William married Elizabeth Garnett Pearson who gave birth to nine children, the eighth son named George Peter Cosby Fontaine, born in 1836.

13. Rev. George Peter Cosby Fontaine – Born in Alabama, America in the year 1836.

He Taught school for two years, held office as Justice of the Peace, served in the Confederate Army and afterward became an itinerant Methodist minister and a merchant. During the War Between the States, he enlisted in the Grove Hill Guards, state troops, and served as a First Lieutenant of Company B, 38th Alabama Infantry. He was Tax Assessor of Wilcox County (1880-1884), a Royal Arch Mason. He is buried in Grove Hill, AL. 

George married Margaret Dumas and Martha Meyers; with Martha he had seven children, the sixth named Willie Naomi Fontaine, born in ?.

14. Willie Naomi Fontaine – Born in Tennessee, America in the year ?.

Willie Married Sherwood Dycus and gave birth to one child, Catherine Fontaine Dycus, born ?.

15. Catherine Fontaine Dycus – Born in ? in the year ?.

Catherine married James Henry Plemmons and gave birth to three children, the first named Sylvia Naomi Plemmons, born 1952.

16. Sylvia Plemmons – Born in Illinois, America in the year 1952.

Sylvia married Rev. David Smith and gave birth to five children, the second named Jared Austen Smith, born 1977.

17. Rev. Jared Austen Smith – Born in London, England in the year 1977.
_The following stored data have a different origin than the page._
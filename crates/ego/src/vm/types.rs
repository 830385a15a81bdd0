//! Type assertions and conversions.

use super::{Context, STATIC_TYPES_VAR};
use crate::{
    errors::{EgoError, ErrorKind, RunResult},
    value::{Type, Value},
};

impl Context {
    fn operand_type(&self, operand: &Value) -> RunResult<Type> {
        match operand.unwrapped() {
            Value::Null => Err(EgoError::new(ErrorKind::InvalidType).context("nil")),
            v => self.resolve_type(v.clone()),
        }
    }

    /// Pops a value and pushes it back checked against the operand type. In
    /// static mode a mismatch fails `InvalidVarType`; otherwise the value is
    /// coerced to the type.
    pub(super) fn op_required_type(&mut self, operand: &Value) -> RunResult<()> {
        let t = self.operand_type(operand)?;
        let v = self.pop_value()?.into_unwrapped();
        let v = if self.static_types {
            if !v.is_null() && !t.is_type(&v.type_of()) {
                return Err(EgoError::new(ErrorKind::InvalidVarType).context(format!("{} is not {t}", v.type_of())));
            }
            v
        } else {
            t.coerce(v)?
        };
        self.push(v);
        Ok(())
    }

    /// Pops a value and pushes it coerced to the operand type.
    pub(super) fn op_coerce(&mut self, operand: &Value) -> RunResult<()> {
        let t = self.operand_type(operand)?;
        let v = self.pop_value()?;
        self.push(t.coerce(v)?);
        Ok(())
    }

    /// Pops a flag that switches static typing on or off for the rest of the
    /// program, and records it in the symbol table.
    pub(super) fn op_static_typing(&mut self, _operand: &Value) -> RunResult<()> {
        let enabled = self.pop_value()?.truthy();
        self.static_types = enabled;
        self.arena.set_always(self.symbols, STATIC_TYPES_VAR, Value::Bool(enabled))
    }
}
Having trained for the Gospel Ministry under the private tutelage of several eminent Bible scholars, he was ordained and became the pastor of the Baptist Church on Kensington Place, London, England, in 1999. He staunchly holds to the root teachings of the church, namely, a restricted communion table and a high-calvinist stance. He is also a co-founder of the Association of Historic Baptists—an organisation designed to promote the historic and doctrinal values of the Strict and Particular Baptists.

Jared married Maria Elna Calvo Loberiano, whose 13 children were lost through miscarriage.

Thus ends, through my direct line, the Fontaine story.